- **ACTIVITY**: Repeat, exactly as written, the line containing "Disable the watchdog timer." and each line after it through the end of the data.

(INFORMATION SUPPLIED Opens)

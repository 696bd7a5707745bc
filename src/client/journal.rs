//! Client that journals every backend call to a JSON-lines file.
//!
//! Each call becomes one line such as:
//!
//! ```text
//! {"op":"start_item","id":"5b0c…","launch":"9a1e…","parent":null,"item":{"name":"Auth","type":"SUITE",…}}
//! {"op":"finish_item","id":"5b0c…","finish":{"end_time":1718000000000,"status":"PASSED"}}
//! ```
//!
//! Attachments are journaled by name, MIME type and size only.

use std::path::PathBuf;

use async_trait::async_trait;
use serde_json::{Value, json};
use tokio::fs::{File, OpenOptions};
use tokio::io::AsyncWriteExt;
use tokio::sync::Mutex;
use tracing::debug;

use super::{
    ClientResult, FinishItem, FinishLaunch, ItemDescriptor, ItemId, LaunchOptions, LaunchReceipt,
    LogEntry, ReportClient, launch_link,
};
use crate::attachment::Attachment;

/// Appends every call to a journal file and hands out UUID ids.
pub struct JournalClient {
    path: PathBuf,
    file: Mutex<File>,
    endpoint: String,
    project: String,
}

impl JournalClient {
    /// Opens (or creates) the journal at `path` in append mode.
    ///
    /// `endpoint` and `project` are only used to build launch permalinks.
    pub async fn create(
        path: impl Into<PathBuf>,
        endpoint: impl Into<String>,
        project: impl Into<String>,
    ) -> ClientResult<Self> {
        let path = path.into();
        if let Some(parent) = path.parent()
            && !parent.as_os_str().is_empty()
        {
            tokio::fs::create_dir_all(parent).await?;
        }

        let file = OpenOptions::new()
            .create(true)
            .append(true)
            .open(&path)
            .await?;

        Ok(Self {
            path,
            file: Mutex::new(file),
            endpoint: endpoint.into(),
            project: project.into(),
        })
    }

    async fn append(&self, record: Value) -> ClientResult<()> {
        let mut line = serde_json::to_vec(&record)?;
        line.push(b'\n');

        let mut file = self.file.lock().await;
        file.write_all(&line).await?;
        file.flush().await?;
        Ok(())
    }

    fn new_id() -> ItemId {
        ItemId::new(uuid::Uuid::new_v4().to_string())
    }
}

#[async_trait]
impl ReportClient for JournalClient {
    async fn start_launch(&self, options: &LaunchOptions) -> ClientResult<ItemId> {
        let id = Self::new_id();
        self.append(json!({ "op": "start_launch", "id": id, "launch": options }))
            .await?;
        debug!("Journaled launch {} to {}", id, self.path.display());
        Ok(id)
    }

    async fn start_test_item(
        &self,
        item: &ItemDescriptor,
        launch: &ItemId,
        parent: Option<&ItemId>,
    ) -> ClientResult<ItemId> {
        let id = Self::new_id();
        self.append(json!({
            "op": "start_item",
            "id": id,
            "launch": launch,
            "parent": parent,
            "item": item,
        }))
        .await?;
        Ok(id)
    }

    async fn finish_test_item(&self, item: &ItemId, finish: &FinishItem) -> ClientResult<()> {
        self.append(json!({ "op": "finish_item", "id": item, "finish": finish }))
            .await
    }

    async fn send_log(
        &self,
        item: &ItemId,
        entry: &LogEntry,
        attachment: Option<&Attachment>,
    ) -> ClientResult<()> {
        let attachment = attachment.map(|a| {
            json!({ "name": a.name, "type": a.mime_type, "size": a.content.len() })
        });
        self.append(json!({
            "op": "send_log",
            "id": item,
            "log": entry,
            "attachment": attachment,
        }))
        .await
    }

    async fn finish_launch(
        &self,
        launch: &ItemId,
        finish: &FinishLaunch,
    ) -> ClientResult<LaunchReceipt> {
        let link = launch_link(&self.endpoint, &self.project, launch);
        self.append(json!({
            "op": "finish_launch",
            "id": launch,
            "finish": finish,
            "link": link,
        }))
        .await?;
        Ok(LaunchReceipt { link })
    }
}

#[cfg(test)]
mod tests {
    use super::*;
    use crate::client::LogLevel;
    use crate::model::{ItemType, ReportStatus};

    #[tokio::test]
    async fn test_journal_writes_one_line_per_call() {
        let dir = tempfile::tempdir().unwrap();
        let path = dir.path().join("journal/calls.jsonl");
        let client = JournalClient::create(&path, "https://rp.example.com/api/v1", "web")
            .await
            .unwrap();

        let launch = client
            .start_launch(&LaunchOptions {
                name: "nightly".to_string(),
                description: String::new(),
                attributes: Vec::new(),
                rerun: false,
                rerun_of: None,
                start_time: 1,
            })
            .await
            .unwrap();
        let suite = client
            .start_test_item(&ItemDescriptor::new("Auth", ItemType::Suite, 2), &launch, None)
            .await
            .unwrap();
        client
            .send_log(
                &suite,
                &LogEntry {
                    level: LogLevel::Debug,
                    message: "hello".to_string(),
                    time: 3,
                },
                Some(&Attachment::new("shot.png", "image/png", vec![1, 2, 3])),
            )
            .await
            .unwrap();
        let receipt = client
            .finish_launch(
                &launch,
                &FinishLaunch {
                    end_time: 4,
                    status: ReportStatus::Passed,
                },
            )
            .await
            .unwrap();

        let content = std::fs::read_to_string(&path).unwrap();
        let lines: Vec<Value> = content
            .lines()
            .map(|l| serde_json::from_str(l).unwrap())
            .collect();

        assert_eq!(lines.len(), 4);
        assert_eq!(lines[1]["item"]["type"], "SUITE");
        assert_eq!(lines[2]["attachment"]["size"], 3);
        assert_eq!(lines[3]["finish"]["status"], "PASSED");
        assert!(receipt.link.ends_with(launch.as_str()));
    }
}
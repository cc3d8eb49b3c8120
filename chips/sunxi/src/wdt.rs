// Licensed under the Apache License, Version 2.0 or the MIT License.
// SPDX-License-Identifier: Apache-2.0 OR MIT
// Copyright Tock Contributors 2026.

//! Watchdog timer driver for Allwinner (sunxi) SoCs.
//!
//! The watchdog lives inside the timer block. Two generations of the IP place
//! its registers differently:
//!
//! | Generation     | CTRL | CFG  | MODE | Timeout field | Reset action    |
//! |----------------|------|------|------|---------------|-----------------|
//! | sun4i (A10..)  | 0x00 | 0x04 | 0x04 | bits 3..6     | CFG[1] = 1      |
//! | sun6i (A31..)  | 0x10 | 0x14 | 0x18 | bits 4..7     | CFG[1:0] = 0b01 |
//!
//! On sun4i the configuration and mode registers are the same register.
//!
//! The countdown only restarts when the restart bit is written together with
//! the key `0x0A57` to the control register; writes without the key are
//! ignored by the hardware.
//!
//! Usage
//! -----
//!
//! ```rust,ignore
//! use kernel::utilities::mmio::VolatileMmio;
//! use sunxi::wdt::{Generation, Wdt};
//!
//! static MMIO: VolatileMmio = unsafe { VolatileMmio::new() };
//!
//! let wdt = Wdt::new(&MMIO, Generation::Sun6i.default_base(), Generation::Sun6i);
//! wdt.start(10)?;
//! ```

use core::cell::Cell;
use core::fmt;
use core::marker::PhantomData;

use kernel::debug;
use kernel::hil;
use kernel::platform::watchdog::WatchDog;
use kernel::utilities::mmio::Mmio;
use kernel::utilities::registers::interfaces::{ReadWriteable, Readable, Writeable};
use kernel::utilities::registers::{register_bitfields, Field, FieldValue, RegisterLongName};
use kernel::ErrorCode;

use crate::config::CONFIG;

register_bitfields![u32,
    CTRL [
        /// Restart the countdown. Only honored together with KEY.
        RESTART OFFSET(0) NUMBITS(1) [],
        /// Write access key
        KEY OFFSET(1) NUMBITS(15) [
            Unlock = 0x0A57
        ]
    ],
    CFG [
        /// Action taken on expiry. Only the bits in `WdtLayout::reset_mask`
        /// exist on a given generation.
        ACTION OFFSET(0) NUMBITS(2) []
    ],
    MODE [
        /// Watchdog enable
        EN OFFSET(0) NUMBITS(1) []
    ]
];

/// Width of the timeout field in the mode register.
const TIMEOUT_MASK: u32 = 0xF;

/// Register placement of one watchdog generation.
#[derive(Debug, PartialEq, Eq)]
pub struct WdtLayout {
    /// Byte offset of the control (reload) register.
    pub ctrl_offset: usize,
    /// Byte offset of the configuration (expiry action) register.
    pub cfg_offset: usize,
    /// Byte offset of the mode (enable and timeout) register.
    pub mode_offset: usize,
    /// Position of the 4-bit timeout field in the mode register.
    pub timeout_shift: usize,
    /// Configuration bits that select the expiry action.
    pub reset_mask: u32,
    /// Value of `reset_mask` bits that selects a full system reset.
    pub reset_value: u32,
}

impl WdtLayout {
    fn timeout_field(&self) -> Field<u32, MODE::Register> {
        Field::<u32, MODE::Register>::new(TIMEOUT_MASK, self.timeout_shift)
    }

    fn reset_action(&self) -> FieldValue<u32, CFG::Register> {
        FieldValue::<u32, CFG::Register>::new(self.reset_mask, 0, self.reset_value)
    }
}

pub const SUN4I_WDT_LAYOUT: WdtLayout = WdtLayout {
    ctrl_offset: 0x00,
    cfg_offset: 0x04,
    mode_offset: 0x04,
    timeout_shift: 3,
    reset_mask: 0x02,
    reset_value: 0x02,
};

pub const SUN6I_WDT_LAYOUT: WdtLayout = WdtLayout {
    ctrl_offset: 0x10,
    cfg_offset: 0x14,
    mode_offset: 0x18,
    timeout_shift: 4,
    reset_mask: 0x03,
    reset_value: 0x01,
};

/// Watchdog IP generation.
#[derive(Clone, Copy, Debug, PartialEq, Eq)]
pub enum Generation {
    /// sun4i layout (A10, A13, A20, ...).
    Sun4i,
    /// sun6i layout (A31, H3, A64, ...).
    Sun6i,
}

impl Generation {
    /// Pick the generation named by a device tree `compatible` string.
    ///
    /// There is no fallback: programming a watchdog with the wrong layout
    /// would leave it silently unarmed.
    pub fn from_compatible(compatible: &str) -> Result<Generation, WdtError> {
        match compatible {
            "allwinner,sun4i-a10-wdt" => Ok(Generation::Sun4i),
            "allwinner,sun6i-a31-wdt" => Ok(Generation::Sun6i),
            _ => Err(WdtError::UnknownGeneration),
        }
    }

    pub fn layout(self) -> &'static WdtLayout {
        match self {
            Generation::Sun4i => &SUN4I_WDT_LAYOUT,
            Generation::Sun6i => &SUN6I_WDT_LAYOUT,
        }
    }

    pub const fn compatible(self) -> &'static str {
        match self {
            Generation::Sun4i => "allwinner,sun4i-a10-wdt",
            Generation::Sun6i => "allwinner,sun6i-a31-wdt",
        }
    }

    /// Address of the watchdog register window inside the timer block.
    pub const fn default_base(self) -> usize {
        match self {
            Generation::Sun4i => 0x01C2_0C90,
            Generation::Sun6i => 0x01C2_0CA0,
        }
    }
}

/// Timeouts the watchdog counter supports.
///
/// The hardware only counts these durations; there is no setting for 7, 9,
/// 11, 13 or 15 seconds, nor for anything above 16.
#[derive(Clone, Copy, Debug, PartialEq, Eq)]
pub enum WdtTimeout {
    S1,
    S2,
    S3,
    S4,
    S5,
    S6,
    S8,
    S10,
    S12,
    S14,
    S16,
}

impl WdtTimeout {
    pub const MIN: WdtTimeout = WdtTimeout::S1;
    pub const MAX: WdtTimeout = WdtTimeout::S16;

    pub const fn from_secs(seconds: u32) -> Option<WdtTimeout> {
        match seconds {
            1 => Some(WdtTimeout::S1),
            2 => Some(WdtTimeout::S2),
            3 => Some(WdtTimeout::S3),
            4 => Some(WdtTimeout::S4),
            5 => Some(WdtTimeout::S5),
            6 => Some(WdtTimeout::S6),
            8 => Some(WdtTimeout::S8),
            10 => Some(WdtTimeout::S10),
            12 => Some(WdtTimeout::S12),
            14 => Some(WdtTimeout::S14),
            16 => Some(WdtTimeout::S16),
            _ => None,
        }
    }

    /// Like `from_secs`, for `const` items only: an unsupported value fails
    /// const evaluation. Runtime callers must use `from_secs` or `try_from`.
    pub(crate) const fn new_const(seconds: u32) -> WdtTimeout {
        match WdtTimeout::from_secs(seconds) {
            Some(timeout) => timeout,
            None => panic!("unsupported watchdog timeout"),
        }
    }

    pub const fn seconds(self) -> u32 {
        match self {
            WdtTimeout::S1 => 1,
            WdtTimeout::S2 => 2,
            WdtTimeout::S3 => 3,
            WdtTimeout::S4 => 4,
            WdtTimeout::S5 => 5,
            WdtTimeout::S6 => 6,
            WdtTimeout::S8 => 8,
            WdtTimeout::S10 => 10,
            WdtTimeout::S12 => 12,
            WdtTimeout::S14 => 14,
            WdtTimeout::S16 => 16,
        }
    }

    /// Value of the mode register's timeout field.
    pub const fn code(self) -> u32 {
        match self {
            WdtTimeout::S1 => 0x1,
            WdtTimeout::S2 => 0x2,
            WdtTimeout::S3 => 0x3,
            WdtTimeout::S4 => 0x4,
            WdtTimeout::S5 => 0x5,
            WdtTimeout::S6 => 0x6,
            WdtTimeout::S8 => 0x7,
            WdtTimeout::S10 => 0x8,
            WdtTimeout::S12 => 0x9,
            WdtTimeout::S14 => 0xA,
            WdtTimeout::S16 => 0xB,
        }
    }
}

impl TryFrom<u32> for WdtTimeout {
    type Error = WdtError;

    fn try_from(seconds: u32) -> Result<WdtTimeout, WdtError> {
        WdtTimeout::from_secs(seconds).ok_or(WdtError::UnsupportedTimeout)
    }
}

/// Hardware code for a timeout of `seconds`.
pub fn encode(seconds: u32) -> Result<u32, WdtError> {
    WdtTimeout::try_from(seconds).map(WdtTimeout::code)
}

#[derive(Clone, Copy, Debug, PartialEq, Eq)]
pub enum WdtError {
    /// The requested timeout has no hardware encoding.
    UnsupportedTimeout,
    /// No register layout matches the requested generation.
    UnknownGeneration,
    /// The operation is not allowed in the current state.
    InvalidStateTransition,
}

impl fmt::Display for WdtError {
    fn fmt(&self, f: &mut fmt::Formatter<'_>) -> fmt::Result {
        match self {
            WdtError::UnsupportedTimeout => f.write_str("unsupported timeout"),
            WdtError::UnknownGeneration => f.write_str("unknown watchdog generation"),
            WdtError::InvalidStateTransition => f.write_str("invalid state transition"),
        }
    }
}

impl From<WdtError> for ErrorCode {
    fn from(err: WdtError) -> ErrorCode {
        match err {
            WdtError::UnsupportedTimeout => ErrorCode::INVAL,
            WdtError::UnknownGeneration => ErrorCode::NODEVICE,
            WdtError::InvalidStateTransition => ErrorCode::OFF,
        }
    }
}

#[derive(Clone, Copy, Debug, PartialEq, Eq)]
pub enum WdtState {
    /// Never armed since construction.
    Uninitialized,
    /// Counting down; must be reloaded before it expires.
    Armed,
    /// Disabled by `stop()`. The timeout must be given again to re-arm.
    Stopped,
}

/// One watchdog register at a layout-dependent address.
struct WdtRegister<'a, M: Mmio, R: RegisterLongName> {
    mmio: &'a M,
    addr: usize,
    associated_register: PhantomData<R>,
}

impl<'a, M: Mmio, R: RegisterLongName> WdtRegister<'a, M, R> {
    fn new(mmio: &'a M, addr: usize) -> Self {
        WdtRegister {
            mmio,
            addr,
            associated_register: PhantomData,
        }
    }
}

impl<M: Mmio, R: RegisterLongName> Readable for WdtRegister<'_, M, R> {
    type T = u32;
    type R = R;

    fn get(&self) -> u32 {
        self.mmio.read32(self.addr)
    }
}

impl<M: Mmio, R: RegisterLongName> Writeable for WdtRegister<'_, M, R> {
    type T = u32;
    type R = R;

    fn set(&self, value: u32) {
        self.mmio.write32(self.addr, value);
    }
}

pub struct Wdt<'a, M: Mmio> {
    mmio: &'a M,
    base: usize,
    generation: Generation,
    layout: &'static WdtLayout,
    state: Cell<WdtState>,
    timeout: Cell<Option<WdtTimeout>>,
    /// Stopped by the kernel loop's `suspend()`, not by a client.
    suspended: Cell<bool>,
}
// Licensed under the Apache License, Version 2.0 or the MIT License.
// SPDX-License-Identifier: Apache-2.0 OR MIT
// Copyright Tock Contributors 2022.

//! Interface for a hardware watchdog timer.

use crate::ErrorCode;

pub trait Watchdog {
    /// Arm the watchdog timer. `timeout_s` is the time in seconds after which
    /// the watchdog resets the system if it is not serviced.
    ///
    /// Returns `INVAL` if the hardware cannot count `timeout_s` seconds and
    /// `ALREADY` if the watchdog is already running.
    fn start(&self, timeout_s: u32) -> Result<(), ErrorCode>;

    /// Disable the watchdog timer.
    ///
    /// Returns `OFF` if the watchdog is not running.
    fn stop(&self) -> Result<(), ErrorCode>;

    /// Service the watchdog to let the hardware know the application
    /// is still executing.
    ///
    /// Returns `OFF` if the watchdog is not running.
    fn tickle(&self) -> Result<(), ErrorCode>;
}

(INFORMATION SUPPLIED Closes)

- **PROBLEM SOLUTION**:
    /// Disable the watchdog timer.
    ///
    /// Returns `OFF` if the watchdog is not running.
    fn stop(&self) -> Result<(), ErrorCode>;

    /// Service the watchdog to let the hardware know the application
    /// is still executing.
    ///
    /// Returns `OFF` if the watchdog is not running.
    fn tickle(&self) -> Result<(), ErrorCode>;
}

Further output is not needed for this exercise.